Tehran will recognize the Taliban government in the coming months if Iranian leaders conclude that they can cooperate with the group. Iran seeks to work with the Taliban to achieve its strategic objectives in Afghanistan, regardless of official or de facto recognition of the new government in Kabul. These objectives include:
- Defending Shi’a Afghans,
- Controlling and limiting refugee flows from Afghanistan,
- Neutralizing any Taliban or Salafi-jihadi threat to Iran,
- Securing access to water resources, and
- Supporting transnational infrastructure projects that connect Iran to Central Asia and China.
Iran and the Taliban will likely cooperate toward most of these goals. Iranian state media *has whitewashed the Taliban’s image and *framed the group as increasingly moderate in recent months, likely to prepare for improved relations. Both sides *have already begun trading Iranian fuel for water.
Iran and the Taliban have also laid the groundwork for a functional security relationship. Islamic Revolutionary Guards Corps Quds Force Commander Esmail Ghaani has a close relationship with the Taliban’s new defense minister, Abdul Qayyum Zakir. The Iranian regime reportedly instructed its Iraqi proxies to refrain from entering the Afghan conflict against the Taliban in recent weeks, after proxies expressed interest in protecting Afghan Shi’as.

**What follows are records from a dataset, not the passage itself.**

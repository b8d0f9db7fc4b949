use axum::{extract::State, http::StatusCode, response::IntoResponse};
use relocity::server::controller::city::get_cities;

use super::*;

/// Expect 200 OK with an empty list when no city is stored
#[tokio::test]
async fn success_with_empty_list() -> Result<(), TestError> {
    let test = test_setup_with_city_tables!()?;

    let result = get_cities(State(test.app_state())).await;

    assert!(result.is_ok());
    let resp = result.unwrap().into_response();
    assert_eq!(resp.status(), StatusCode::OK);

    Ok(())
}

/// Expect 200 OK when cities with partial sub-records are stored
#[tokio::test]
async fn success_with_stored_cities() -> Result<(), TestError> {
    let mut test = TestBuilder::new()
        .with_city_tables()
        .with_mock_city("AT001C", Some("Austria"))
        .with_mock_city("BE001C", None)
        .build()
        .await?;
    test.city()
        .insert_metrics(factory::mock_metrics("AT001C", Some(42.0), None))
        .await?;

    let result = get_cities(State(test.app_state())).await;

    assert!(result.is_ok());
    let resp = result.unwrap().into_response();
    assert_eq!(resp.status(), StatusCode::OK);

    Ok(())
}

/// Expect Error when the city tables do not exist
#[tokio::test]
async fn fails_when_tables_are_missing() -> Result<(), TestError> {
    let test = test_setup_with_tables!()?;

    let result = get_cities(State(test.app_state())).await;

    assert!(result.is_err());
    let resp = result.err().unwrap().into_response();
    assert_eq!(resp.status(), StatusCode::INTERNAL_SERVER_ERROR);

    Ok(())
}
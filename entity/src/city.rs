use sea_orm::entity::prelude::*;

#[derive(Clone, Debug, PartialEq, DeriveEntityModel)]
#[sea_orm(table_name = "cities")]
pub struct Model {
    #[sea_orm(primary_key, auto_increment = false)]
    pub eurostat_code: String,
    pub local_name: String,
    pub english_name: String,
    pub local_country: Option<String>,
    pub english_country: Option<String>,
    pub country_emoji: Option<String>,
    pub population: Option<i64>,
    pub erasmus_population: Option<i32>,
    pub lat: Option<f64>,
    pub lon: Option<f64>,
    pub last_updated: Option<DateTime>,
}

#[derive(Copy, Clone, Debug, EnumIter, DeriveRelation)]
pub enum Relation {
    #[sea_orm(has_one = "super::climate::Entity")]
    Climate,
    #[sea_orm(has_one = "super::cost_of_living::Entity")]
    CostOfLiving,
    #[sea_orm(has_one = "super::guide::Entity")]
    Guide,
    #[sea_orm(has_one = "super::housing::Entity")]
    Housing,
    #[sea_orm(has_one = "super::metrics::Entity")]
    Metrics,
    #[sea_orm(has_one = "super::transport_budget::Entity")]
    TransportBudget,
    #[sea_orm(has_many = "super::university::Entity")]
    University,
}

impl Related<super::climate::Entity> for Entity {
    fn to() -> RelationDef {
        Relation::Climate.def()
    }
}

impl Related<super::cost_of_living::Entity> for Entity {
    fn to() -> RelationDef {
        Relation::CostOfLiving.def()
    }
}

impl Related<super::guide::Entity> for Entity {
    fn to() -> RelationDef {
        Relation::Guide.def()
    }
}

impl Related<super::housing::Entity> for Entity {
    fn to() -> RelationDef {
        Relation::Housing.def()
    }
}

impl Related<super::metrics::Entity> for Entity {
    fn to() -> RelationDef {
        Relation::Metrics.def()
    }
}

impl Related<super::transport_budget::Entity> for Entity {
    fn to() -> RelationDef {
        Relation::TransportBudget.def()
    }
}

impl Related<super::university::Entity> for Entity {
    fn to() -> RelationDef {
        Relation::University.def()
    }
}

impl ActiveModelBehavior for ActiveModel {}
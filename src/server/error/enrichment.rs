use thiserror::Error;

#[derive(Error, Debug)]
pub enum EnrichmentError {
    #[error("Field `{field}` of city {eurostat_code} holds a non-finite value: {value}")]
    NonFiniteValue {
        eurostat_code: String,
        field: &'static str,
        value: f64,
    },
    #[error("Field `{field}` of city {eurostat_code} does not fit a whole currency amount: {value}")]
    OutOfRange {
        eurostat_code: String,
        field: &'static str,
        value: f64,
    },
}
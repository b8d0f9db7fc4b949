use std::sync::Arc;

use relocity::server::{
    config::Config,
    dataset::loader::DatasetLoader,
    error::Error,
    model::app::AppState,
    router, startup,
    service::enrichment::EnrichmentEngine,
};

#[tokio::main(flavor = "current_thread")]
async fn main() {
    dotenvy::dotenv().ok();
    startup::init_tracing();

    if let Err(e) = run().await {
        tracing::error!("Server stopped: {}", e);
        std::process::exit(1);
    }
}

async fn run() -> Result<(), Error> {
    let config = Config::from_env()?;
    let db = startup::connect_to_database(&config).await?;

    let loader = DatasetLoader::from_config(&config);
    let enrichment = Arc::new(EnrichmentEngine::from_loader(&loader));

    let app = router::routes().with_state(AppState { db, enrichment });

    let listener = tokio::net::TcpListener::bind(config.bind_addr).await?;
    tracing::info!("Starting server on {}", config.bind_addr);

    axum::serve(listener, app).await?;

    Ok(())
}
//! End-to-end runs of the refresh jobs followed by the read API.

mod refresh_then_read;

use relocity_test_utils::prelude::*;

use crate::util::TestContextExt;
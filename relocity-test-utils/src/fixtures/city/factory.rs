use chrono::{NaiveDate, NaiveDateTime};

fn fixed_timestamp() -> Option<NaiveDateTime> {
    NaiveDate::from_ymd_opt(2024, 1, 1).and_then(|date| date.and_hms_opt(0, 0, 0))
}

/// Create a mock city with default test values.
///
/// # Arguments
/// - `eurostat_code` - Code of the city
/// - `english_country` - English country name, used for language proficiency lookups
///
/// # Returns
/// - `entity::city::Model` - A city named after its code
pub fn mock_city(eurostat_code: &str, english_country: Option<&str>) -> entity::city::Model {
    entity::city::Model {
        eurostat_code: eurostat_code.to_string(),
        local_name: format!("Local {}", eurostat_code),
        english_name: format!("City {}", eurostat_code),
        local_country: english_country.map(str::to_string),
        english_country: english_country.map(str::to_string),
        country_emoji: None,
        population: Some(250_000),
        erasmus_population: Some(1_000),
        lat: Some(48.2),
        lon: Some(16.37),
        last_updated: fixed_timestamp(),
    }
}

/// Create a mock cost-of-living record with every index empty.
pub fn mock_cost_of_living(eurostat_code: &str) -> entity::cost_of_living::Model {
    entity::cost_of_living::Model {
        eurostat_code: eurostat_code.to_string(),
        monthly_budget: None,
        cost_of_living_index: None,
        rent_index: None,
        cost_of_living_plus_rent_index: None,
        groceries_index: None,
        restaurant_price_index: None,
        local_purchasing_power_index: None,
        last_updated: fixed_timestamp(),
    }
}

/// Create a mock housing record.
pub fn mock_housing(
    eurostat_code: &str,
    rent_per_sqm: Option<f64>,
    area_per_person: Option<f64>,
    erasmus_factor: Option<f64>,
) -> entity::housing::Model {
    entity::housing::Model {
        eurostat_code: eurostat_code.to_string(),
        rent_per_sqm,
        area_per_person,
        erasmus_factor,
        last_updated: fixed_timestamp(),
    }
}

/// Create a mock metrics record.
pub fn mock_metrics(
    eurostat_code: &str,
    safety_index: Option<f64>,
    public_transport_satisfaction: Option<f64>,
) -> entity::metrics::Model {
    entity::metrics::Model {
        eurostat_code: eurostat_code.to_string(),
        safety_index,
        university_count: Some(3),
        public_transport_satisfaction,
        last_updated: fixed_timestamp(),
    }
}

/// Create a mock climate record where month `n` (1-based) has min `n - 5` and max `n + 10`.
pub fn mock_climate(eurostat_code: &str) -> entity::climate::Model {
    entity::climate::Model {
        eurostat_code: eurostat_code.to_string(),
        mean_jan_min: Some(-4),
        mean_jan_max: Some(11),
        mean_feb_min: Some(-3),
        mean_feb_max: Some(12),
        mean_mar_min: Some(-2),
        mean_mar_max: Some(13),
        mean_apr_min: Some(-1),
        mean_apr_max: Some(14),
        mean_may_min: Some(0),
        mean_may_max: Some(15),
        mean_jun_min: Some(1),
        mean_jun_max: Some(16),
        mean_jul_min: Some(2),
        mean_jul_max: Some(17),
        mean_aug_min: Some(3),
        mean_aug_max: Some(18),
        mean_sep_min: Some(4),
        mean_sep_max: Some(19),
        mean_oct_min: Some(5),
        mean_oct_max: Some(20),
        mean_nov_min: Some(6),
        mean_nov_max: Some(21),
        mean_dec_min: Some(7),
        mean_dec_max: Some(22),
        last_updated: fixed_timestamp(),
    }
}

/// Create a mock transport budget record.
pub fn mock_transport_budget(
    eurostat_code: &str,
    monthly_ticket: Option<f64>,
) -> entity::transport_budget::Model {
    entity::transport_budget::Model {
        eurostat_code: eurostat_code.to_string(),
        source: Some("ESTAT:TEST(1.0)".to_string()),
        source_date: NaiveDate::from_ymd_opt(2020, 1, 1),
        monthly_ticket,
        last_updated: fixed_timestamp(),
    }
}

/// Create a mock guide record.
pub fn mock_guide(eurostat_code: &str, text: &str) -> entity::guide::Model {
    entity::guide::Model {
        eurostat_code: eurostat_code.to_string(),
        text: Some(text.to_string()),
        last_updated: fixed_timestamp(),
    }
}

/// Create a mock university located in `eurostat_code`.
///
/// # Arguments
/// - `erasmus_code` - Institution code, also used to derive its name
/// - `eurostat_code` - City the university belongs to
/// - `size_class` - Optional size class used for ordering
pub fn mock_university(
    erasmus_code: &str,
    eurostat_code: &str,
    size_class: Option<i32>,
) -> entity::university::Model {
    entity::university::Model {
        erasmus_code: erasmus_code.to_string(),
        name: format!("University {}", erasmus_code),
        english_name: None,
        eurostat_code: eurostat_code.to_string(),
        country_code: eurostat_code.get(..2).map(str::to_string),
        category: Some("University".to_string()),
        standardized_category: Some(1),
        size_class,
        url: None,
        lat: None,
        lon: None,
        remote_campuses: None,
        total_students: Some(10_000),
        mobile_students: None,
        generic_students: None,
        education_students: None,
        arts_humanities_students: None,
        social_sciences_students: None,
        business_law_students: None,
        it_students: None,
        aec_students: None,
        agriculture_vet_students: None,
        med_students: None,
        services_students: None,
        women_share: None,
        foreign_share: None,
        mobile_share: None,
        last_updated: fixed_timestamp(),
    }
}
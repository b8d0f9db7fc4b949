use super::*;

/// Expect Ok when inserting new cities
#[tokio::test]
async fn inserts_new_cities() -> Result<(), TestError> {
    let test = test_setup_with_city_tables!()?;

    let repo = CityRepository::new(&test.db);
    let created = repo
        .upsert_many(vec![
            factory::mock_city("AT001C", Some("Austria")),
            factory::mock_city("BE001C", Some("Belgium")),
        ])
        .await?;

    assert_eq!(created.len(), 2);
    assert!(created.iter().all(|c| c.last_updated.is_some()));

    Ok(())
}

/// Expect the stored identity to be overwritten for an existing code
#[tokio::test]
async fn overwrites_existing_city() -> Result<(), TestError> {
    let test = TestBuilder::new()
        .with_city_tables()
        .with_mock_city("AT001C", None)
        .build()
        .await?;

    let mut city = factory::mock_city("AT001C", Some("Austria"));
    city.english_name = "Vienna".to_string();

    let repo = CityRepository::new(&test.db);
    repo.upsert_many(vec![city]).await?;

    let record = repo.find_record("AT001C").await?.expect("city not found");
    assert_eq!(record.city.english_name, "Vienna");
    assert_eq!(record.city.english_country.as_deref(), Some("Austria"));

    Ok(())
}

/// Expect Ok with nothing written for an empty batch
#[tokio::test]
async fn empty_batch_is_a_no_op() -> Result<(), TestError> {
    let test = test_setup_with_city_tables!()?;

    let repo = CityRepository::new(&test.db);
    let created = repo.upsert_many(Vec::new()).await?;

    assert!(created.is_empty());
    assert!(repo.find_overview_records().await?.is_empty());

    Ok(())
}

The Taliban’s treatment of Afghan Shi’as could derail the group’s relationship with the Iranian regime and face Tehran with a difficult strategic choice. Taliban leadership may not be able to prevent all factions of the group from abusing and mistreating Shi’a communities. Iranian leaders’ most aggressive response in such a scenario could be mobilizing their Afghan proxy, the Fatemiyoun Division, to defend the Shi’a minority, risking a breakdown in Iran’s relationship with the Taliban. Alternately, the regime could adopt a more expedient approach, a key concept in Iranian strategic culture, and prioritize relations with the Taliban over its ideological commitment to defending Shi’as abroad, similar to Iran’s hesitancy to jeopardize its relationship with China over their repression of the Muslim Uyghur minority. This approach would risk frustrating members of Iran’s clerical establishment and Axis of Resistance who are committed to protecting the Shi’a. Iran’s most likely course of action would be to calibrate its Afghanistan strategy to balance relations with different actors, compartmentalize tensions from areas of mutual benefit, and obtain economic, military, and political leverage over the Taliban.